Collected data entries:

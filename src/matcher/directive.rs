// SPDX-License-Identifier: MIT

//! Expected-value directives
//!
//! Text on the expected side of a comparison may carry a directive:
//! - `!x` negates any directive
//! - `/body/` searches the actual text with the regular expression `body`
//! - `~/regex/` is an explicit regular expression
//! - `/[1..10]/` is an inclusive numeric range, `/[a,b,c]/` a one-of set
//! - anything else is a literal

use regex::Regex;
use serde_json::Value;

use crate::error::MatchError;
use crate::state::value_to_text;

#[derive(Debug, Clone)]
pub enum Directive {
    Not(Box<Directive>),
    Pattern(Regex),
    Range(f64, f64),
    OneOf(Vec<String>),
    Literal(String),
}

impl Directive {
    pub fn parse(text: &str, path: &str) -> Result<Self, MatchError> {
        if let Some(rest) = text.strip_prefix('!') {
            if !rest.is_empty() {
                return Ok(Directive::Not(Box::new(Directive::parse(rest, path)?)));
            }
        }
        if let Some(body) = text
            .strip_prefix("~/")
            .and_then(|rest| rest.strip_suffix('/'))
        {
            return compile(body, path);
        }
        if text.len() >= 2 && text.starts_with('/') && text.ends_with('/') {
            let body = &text[1..text.len() - 1];
            if let Some(inner) = body.strip_prefix('[').and_then(|b| b.strip_suffix(']')) {
                return bracketed(inner, text, path);
            }
            return compile(body, path);
        }
        Ok(Directive::Literal(text.to_string()))
    }

    pub fn matches(&self, actual: &Value) -> bool {
        match self {
            Directive::Not(inner) => !inner.matches(actual),
            Directive::Pattern(regex) => regex.is_match(&value_to_text(actual)),
            Directive::Range(low, high) => {
                as_number(actual).is_some_and(|n| *low <= n && n <= *high)
            }
            Directive::OneOf(items) => items.iter().any(|item| literal_matches(item, actual)),
            Directive::Literal(expected) => literal_matches(expected, actual),
        }
    }
}

fn compile(body: &str, path: &str) -> Result<Directive, MatchError> {
    Regex::new(body)
        .map(Directive::Pattern)
        .map_err(|e| MatchError::InvalidPattern {
            path: path.to_string(),
            pattern: body.to_string(),
            reason: e.to_string(),
        })
}

fn bracketed(inner: &str, directive: &str, path: &str) -> Result<Directive, MatchError> {
    let malformed = || MatchError::MalformedDirective {
        path: path.to_string(),
        directive: directive.to_string(),
    };
    if let Some((low, high)) = inner.split_once("..") {
        let low = low.trim().parse::<f64>().map_err(|_| malformed())?;
        let high = high.trim().parse::<f64>().map_err(|_| malformed())?;
        return Ok(Directive::Range(low, high));
    }
    if inner.contains(',') {
        return Ok(Directive::OneOf(
            inner.split(',').map(|item| item.trim().to_string()).collect(),
        ));
    }
    Err(malformed())
}

/// Numeric view of a value: numbers and numeric text
pub(crate) fn as_number(value: &Value) -> Option<f64> {
    match value {
        Value::Number(n) => n.as_f64(),
        Value::String(s) => s.trim().parse::<f64>().ok(),
        _ => None,
    }
}

/// Literal comparison with coercion towards the actual value's type
pub(crate) fn literal_matches(expected: &str, actual: &Value) -> bool {
    match actual {
        Value::Null => expected.is_empty() || expected == "null",
        Value::Bool(b) => expected.eq_ignore_ascii_case(if *b { "true" } else { "false" }),
        Value::Number(_) => numbers_equal(expected, actual) || expected == value_to_text(actual),
        Value::String(s) => s == expected || numbers_equal(expected, actual),
        Value::Array(_) | Value::Object(_) => expected == value_to_text(actual),
    }
}

fn numbers_equal(expected: &str, actual: &Value) -> bool {
    match (expected.trim().parse::<f64>(), as_number(actual)) {
        (Ok(e), Some(a)) => e == a,
        _ => false,
    }
}

#[cfg(test)]
mod tests {
    use super::*;
    use serde_json::json;

    fn check(directive: &str, actual: Value) -> bool {
        Directive::parse(directive, "/").unwrap().matches(&actual)
    }

    #[test]
    fn test_literal_coercion() {
        assert!(check("12", json!(12)));
        assert!(check("12", json!("12")));
        assert!(check("12", json!(12.0)));
        assert!(check("1.0", json!("1")));
        assert!(check("true", json!(true)));
        assert!(check("TRUE", json!(true)));
        assert!(!check("true", json!(false)));
        assert!(check("", json!(null)));
        assert!(!check("abc", json!("abcd")));
    }

    #[test]
    fn test_negation() {
        assert!(check("!0", json!(1)));
        assert!(!check("!0", json!(0)));
        assert!(check("!/16.2.1/", json!("3")));
        assert!(check("!", json!("!")));
    }

    #[test]
    fn test_pattern() {
        assert!(check("/abc/", json!("xxabcxx")));
        assert!(check("/(END)/", json!("output END")));
        assert!(check("//auctionwon/", json!("http://auctionwon/")));
        assert!(check("~/^[0-9]+$/", json!("123")));
        assert!(!check("~/^[0-9]+$/", json!("12a")));
        assert!(check("/^2\\d\\d$/", json!(204)));
    }

    #[test]
    fn test_range_and_set() {
        assert!(check("/[1..10]/", json!(5)));
        assert!(check("/[1..10]/", json!("10")));
        assert!(!check("/[1..10]/", json!(11)));
        assert!(!check("/[1..10]/", json!("x")));
        assert!(check("/[a, b, c]/", json!("b")));
        assert!(!check("/[a,b]/", json!("d")));
    }

    #[test]
    fn test_malformed_bracket_directive() {
        let err = Directive::parse("/[12.13]/", "/").unwrap_err();
        assert!(matches!(err, MatchError::MalformedDirective { .. }));

        let err = Directive::parse("/[a..b]/", "/").unwrap_err();
        assert!(matches!(err, MatchError::MalformedDirective { .. }));
    }

    #[test]
    fn test_invalid_pattern() {
        let err = Directive::parse("/(unclosed/", "/a").unwrap_err();
        match err {
            MatchError::InvalidPattern { path, pattern, .. } => {
                assert_eq!(path, "/a");
                assert_eq!(pattern, "(unclosed");
            }
            other => panic!("Expected InvalidPattern, got {:?}", other),
        }
    }

    #[test]
    fn test_single_slash_is_literal() {
        assert!(check("/", json!("/")));
    }
}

Task instructions =
The records above should be restated word for word, please.

Exercise result =
filename src/matcher/directive.rs
// SPDX-License-Identifier: MIT

//! Expected-value directives
//!
//! Text on the expected side of a comparison may carry a directive:
//! - `!x` negates any directive
//! - `/body/` searches the actual text with the regular expression `body`
//! - `~/regex/` is an explicit regular expression
//! - `/[1..10]/` is an inclusive numeric range, `/[a,b,c]/` a one-of set
//! - anything else is a literal

use regex::Regex;
use serde_json::Value;

use crate::error::MatchError;
use crate::state::value_to_text;

#[derive(Debug, Clone)]
pub enum Directive {
    Not(Box<Directive>),
    Pattern(Regex),
    Range(f64, f64),
    OneOf(Vec<String>),
    Literal(String),
}

impl Directive {
    pub fn parse(text: &str, path: &str) -> Result<Self, MatchError> {
        if let Some(rest) = text.strip_prefix('!') {
            if !rest.is_empty() {
                return Ok(Directive::Not(Box::new(Directive::parse(rest, path)?)));
            }
        }
        if let Some(body) = text
            .strip_prefix("~/")
            .and_then(|rest| rest.strip_suffix('/'))
        {
            return compile(body, path);
        }
        if text.len() >= 2 && text.starts_with('/') && text.ends_with('/') {
            let body = &text[1..text.len() - 1];
            if let Some(inner) = body.strip_prefix('[').and_then(|b| b.strip_suffix(']')) {
                return bracketed(inner, text, path);
            }
            return compile(body, path);
        }
        Ok(Directive::Literal(text.to_string()))
    }

    pub fn matches(&self, actual: &Value) -> bool {
        match self {
            Directive::Not(inner) => !inner.matches(actual),
            Directive::Pattern(regex) => regex.is_match(&value_to_text(actual)),
            Directive::Range(low, high) => {
                as_number(actual).is_some_and(|n| *low <= n && n <= *high)
            }
            Directive::OneOf(items) => items.iter().any(|item| literal_matches(item, actual)),
            Directive::Literal(expected) => literal_matches(expected, actual),
        }
    }
}

fn compile(body: &str, path: &str) -> Result<Directive, MatchError> {
    Regex::new(body)
        .map(Directive::Pattern)
        .map_err(|e| MatchError::InvalidPattern {
            path: path.to_string(),
            pattern: body.to_string(),
            reason: e.to_string(),
        })
}

fn bracketed(inner: &str, directive: &str, path: &str) -> Result<Directive, MatchError> {
    let malformed = || MatchError::MalformedDirective {
        path: path.to_string(),
        directive: directive.to_string(),
    };
    if let Some((low, high)) = inner.split_once("..") {
        let low = low.trim().parse::<f64>().map_err(|_| malformed())?;
        let high = high.trim().parse::<f64>().map_err(|_| malformed())?;
        return Ok(Directive::Range(low, high));
    }
    if inner.contains(',') {
        return Ok(Directive::OneOf(
            inner.split(',').map(|item| item.trim().to_string()).collect(),
        ));
    }
    Err(malformed())
}

/// Numeric view of a value: numbers and numeric text
pub(crate) fn as_number(value: &Value) -> Option<f64> {
    match value {
        Value::Number(n) => n.as_f64(),
        Value::String(s) => s.trim().parse::<f64>().ok(),
        _ => None,
    }
}

/// Literal comparison with coercion towards the actual value's type
pub(crate) fn literal_matches(expected: &str, actual: &Value) -> bool {
    match actual {
        Value::Null => expected.is_empty() || expected == "null",
        Value::Bool(b) => expected.eq_ignore_ascii_case(if *b { "true" } else { "false" }),
        Value::Number(_) => numbers_equal(expected, actual) || expected == value_to_text(actual),
        Value::String(s) => s == expected || numbers_equal(expected, actual),
        Value::Array(_) | Value::Object(_) => expected == value_to_text(actual),
    }
}

fn numbers_equal(expected: &str, actual: &Value) -> bool {
    match (expected.trim().parse::<f64>(), as_number(actual)) {
        (Ok(e), Some(a)) => e == a,
        _ => false,
    }
}

#[cfg(test)]
mod tests {
    use super::*;
    use serde_json::json;

    fn check(directive: &str, actual: Value) -> bool {
        Directive::parse(directive, "/").unwrap().matches(&actual)
    }

    #[test]
    fn test_literal_coercion() {
        assert!(check("12", json!(12)));
        assert!(check("12", json!("12")));
        assert!(check("12", json!(12.0)));
        assert!(check("1.0", json!("1")));
        assert!(check("true", json!(true)));
        assert!(check("TRUE", json!(true)));
        assert!(!check("true", json!(false)));
        assert!(check("", json!(null)));
        assert!(!check("abc", json!("abcd")));
    }

    #[test]
    fn test_negation() {
        assert!(check("!0", json!(1)));
        assert!(!check("!0", json!(0)));
        assert!(check("!/16.2.1/", json!("3")));
        assert!(check("!", json!("!")));
    }

    #[test]
    fn test_pattern() {
        assert!(check("/abc/", json!("xxabcxx")));
        assert!(check("/(END)/", json!("output END")));
        assert!(check("//auctionwon/", json!("http://auctionwon/")));
        assert!(check("~/^[0-9]+$/", json!("123")));
        assert!(!check("~/^[0-9]+$/", json!("12a")));
        assert!(check("/^2\\d\\d$/", json!(204)));
    }

    #[test]
    fn test_range_and_set() {
        assert!(check("/[1..10]/", json!(5)));
        assert!(check("/[1..10]/", json!("10")));
        assert!(!check("/[1..10]/", json!(11)));
        assert!(!check("/[1..10]/", json!("x")));
        assert!(check("/[a, b, c]/", json!("b")));
        assert!(!check("/[a,b]/", json!("d")));
    }

    #[test]
    fn test_malformed_bracket_directive() {
        let err = Directive::parse("/[12.13]/", "/").unwrap_err();
        assert!(matches!(err, MatchError::MalformedDirective { .. }));

        let err = Directive::parse("/[a..b]/", "/").unwrap_err();
        assert!(matches!(err, MatchError::MalformedDirective { .. }));
    }

    #[test]
    fn test_invalid_pattern() {
        let err = Directive::parse("/(unclosed/", "/a").unwrap_err();
        match err {
            MatchError::InvalidPattern { path, pattern, .. } => {
                assert_eq!(path, "/a");
                assert_eq!(pattern, "(unclosed");
            }
            other => panic!("Expected InvalidPattern, got {:?}", other),
        }
    }

    #[test]
    fn test_single_slash_is_literal() {
        assert!(check("/", json!("/")));
    }
}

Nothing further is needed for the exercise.